In terms of high-speed rail funding, the thinking of the current Department of Transportation is easy to understand: Of the dozens of projects proposed across the country, only one could offer true high-speed service and open before the end of President Obama’s second term, all within a relatively tight budget. That is Florida’s 84-mile Tampa-Orlando link, expected to be complete by 2015 at a cost of less than $3 billion. It is therefore no surprise that in the latest round of grants for fast train services, the project has been awarded enough money to virtually ensure its construction.

The DOT’s announcement, expected to be formalized on Thursday, will hand Florida $800 million of the $2.5 billion in total allocations from the Congress’ FY 2010 budget. The Sunshine State now has $2.05 billion in federal funds to complete its $2.7 billion project, including the $1.25 billion it received in January. A further $300 million is expected to follow in 2011 thanks to the $1 billion in additional funds expected to be earmarked for high-speed rail nationwide in the FY 2011 budget. This would be enough to pay for the whole line.

Of the remaining $1.7 billion to be allocated this week, $902 million will go to California, primarily for the construction of a new line in the state’s Central Valley, between Merced and Bakersfield; Iowa and Illinois won $230 million for a link between Chicago and Iowa City; Michigan received $150 million for the Dearborn-Kalamazoo line; and Connecticut landed $121 million for the New Haven-Hartford-Springfield connection.
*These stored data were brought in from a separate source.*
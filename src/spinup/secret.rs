//! Space secrets

use super::endpoint::{Endpoint, Params};
use crate::error::Result;
use serde::{Deserialize, Serialize};

/// Secret metadata; the value itself is never returned
#[derive(Debug, Clone, Default, PartialEq, Serialize, Deserialize)]
#[serde(rename_all = "PascalCase")]
pub struct Secret {
    #[serde(rename = "ARN", default)]
    pub arn: String,
    #[serde(default)]
    pub name: String,
    #[serde(default)]
    pub description: String,
    #[serde(default)]
    pub key_id: String,
    #[serde(rename = "Type", default)]
    pub kind: String,
    #[serde(default)]
    pub last_modified_date: String,
    #[serde(default)]
    pub version: i64,
}

impl Endpoint for Secret {
    fn path(params: &Params) -> Result<String> {
        Ok(format!(
            "/spaces/{}/secrets/{}",
            params.segment("space")?,
            params.segment("secret")?
        ))
    }
}

/// Names of the secrets in a space
#[derive(Debug, Clone, Default, PartialEq, Deserialize)]
#[serde(transparent)]
pub struct SecretNames(pub Vec<String>);

impl Endpoint for SecretNames {
    fn path(params: &Params) -> Result<String> {
        Ok(format!("/spaces/{}/secrets", params.segment("space")?))
    }
}
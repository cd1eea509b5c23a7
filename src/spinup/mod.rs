//! Spinup API layer
//!
//! # Module Structure
//!
//! - [`client`] - session and typed GET/PUT
//! - [`http`] - reqwest transport, status mapping, CSRF capture
//! - [`auth`] - token validation and CAS login
//! - [`endpoint`] - path resolution per entity
//! - [`flex`] - decode rules for loosely typed fields
//! - the remaining modules are wire models, one per backend entity

pub mod auth;
pub mod client;
pub mod container;
pub mod database;
pub mod endpoint;
pub mod flex;
pub mod http;
pub mod image;
pub mod resource;
pub mod secret;
pub mod server;
pub mod size;
pub mod space;
pub mod storage;

pub use client::SpinupClient;
pub use endpoint::{Endpoint, Params};
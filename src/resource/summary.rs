//! Common summary shape shared by every resource kind

use crate::error::{Result, SpinupError};
use crate::spinup::resource::Resource;
use crate::spinup::size::Size;
use serde::Serialize;
use serde_json::Value;

#[derive(Debug, Clone, PartialEq, Serialize)]
pub struct ResourceSummary {
    pub id: String,
    #[serde(skip_serializing_if = "String::is_empty")]
    pub ip: String,
    pub name: String,
    pub status: String,
    #[serde(rename = "type")]
    pub offering: String,
    pub flavor: String,
    pub security: String,
    pub beta: bool,
    pub size: String,
    pub tryit: bool,
    #[serde(skip_serializing_if = "String::is_empty")]
    pub state: String,
}

/// Summary of `resource` at `size`; `state` is the kind-specific live state
pub fn new_summary(resource: &Resource, size: &dyn Size, state: &str) -> ResourceSummary {
    let offering = resource.offering();
    ResourceSummary {
        id: resource.id.to_string(),
        ip: resource.ip.clone(),
        name: resource.name.clone(),
        status: resource.status.clone(),
        offering: offering.name,
        flavor: resource.flavor().to_string(),
        security: offering.security,
        beta: offering.beta,
        size: size.name().to_string(),
        tryit: size.is_tryit(),
        state: state.to_string(),
    }
}

/// A summary with a `details` object attached
#[derive(Debug, Serialize)]
pub struct Detailed<D: Serialize> {
    #[serde(flatten)]
    pub summary: ResourceSummary,
    pub details: D,
}

pub fn to_json<T: Serialize>(value: &T) -> Result<Value> {
    serde_json::to_value(value).map_err(|e| SpinupError::decode("output", e))
}

#[cfg(test)]
mod tests {
    use super::*;
    use crate::spinup::size::BaseSize;
    use serde_json::json;

    fn resource() -> Resource {
        serde_json::from_value(json!({
            "id": 42,
            "name": "bucket",
            "status": "created",
            "is_a": "storage",
            "type": {"name": "Storage", "flavor": "s3", "security": "low", "beta": "0"}
        }))
        .unwrap()
    }

    #[test]
    fn test_summary_fields() {
        let size = BaseSize {
            name: "trial".to_string(),
            price: "tryit".to_string(),
            ..Default::default()
        };
        let out = to_json(&new_summary(&resource(), &size, "empty")).unwrap();
        assert_eq!(
            out,
            json!({
                "id": "42",
                "name": "bucket",
                "status": "created",
                "type": "Storage",
                "flavor": "s3",
                "security": "low",
                "beta": false,
                "size": "trial",
                "tryit": true,
                "state": "empty"
            })
        );
    }

    #[test]
    fn test_detailed_flattens_summary() {
        let size = BaseSize::default();
        let d = Detailed {
            summary: new_summary(&resource(), &size, ""),
            details: json!({"empty": true}),
        };
        let out = to_json(&d).unwrap();
        assert_eq!(out["name"], "bucket");
        assert_eq!(out["details"]["empty"], true);
        assert!(out.get("state").is_none());
        assert_eq!(out["tryit"], false);
    }
}
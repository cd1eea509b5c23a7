//! `version`

use serde::Serialize;

/// Version injected at compile time via SPINUP_VERSION (set by CI/CD),
/// or the crate version for local builds.
pub const VERSION: &str = match option_env!("SPINUP_VERSION") {
    Some(v) => v,
    None => env!("CARGO_PKG_VERSION"),
};

pub const GIT_HASH: &str = match option_env!("SPINUP_GIT_HASH") {
    Some(v) => v,
    None => "unknown",
};

pub const BUILD_STAMP: &str = match option_env!("SPINUP_BUILD_STAMP") {
    Some(v) => v,
    None => "unknown",
};

#[derive(Debug, Clone, PartialEq, Serialize)]
#[serde(rename_all = "camelCase")]
pub struct VersionInfo {
    pub version: &'static str,
    pub git_hash: &'static str,
    pub build_stamp: &'static str,
}

pub fn info() -> VersionInfo {
    VersionInfo {
        version: VERSION,
        git_hash: GIT_HASH,
        build_stamp: BUILD_STAMP,
    }
}

#[cfg(test)]
mod tests {
    use super::*;

    #[test]
    fn test_version_keys() {
        let out = serde_json::to_value(info()).unwrap();
        assert!(out["version"].is_string());
        assert!(out.get("gitHash").is_some());
        assert!(out.get("buildStamp").is_some());
    }
}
Several other projects, like Virginia’s Washington-Richmond corridor, Oregon’s Eugene-Portland line, and the Atlanta-Charlotte connection, won smaller planning grants. Of these projects, only Florida’s and California’s plans would produce true high-speed rail, operating at maximum speeds above 150 mph.

Unless Republican political foes of high-speed rail shut down these projects after November’s elections (likely in Wisconsin, possible in Ohio and Florida, unlikely in California), these funds are likely to be spent on actual construction, as were the $8 billion in funds distributed earlier this year. Once the DOT makes this week’s allocations official later this week, I will discuss their national implications.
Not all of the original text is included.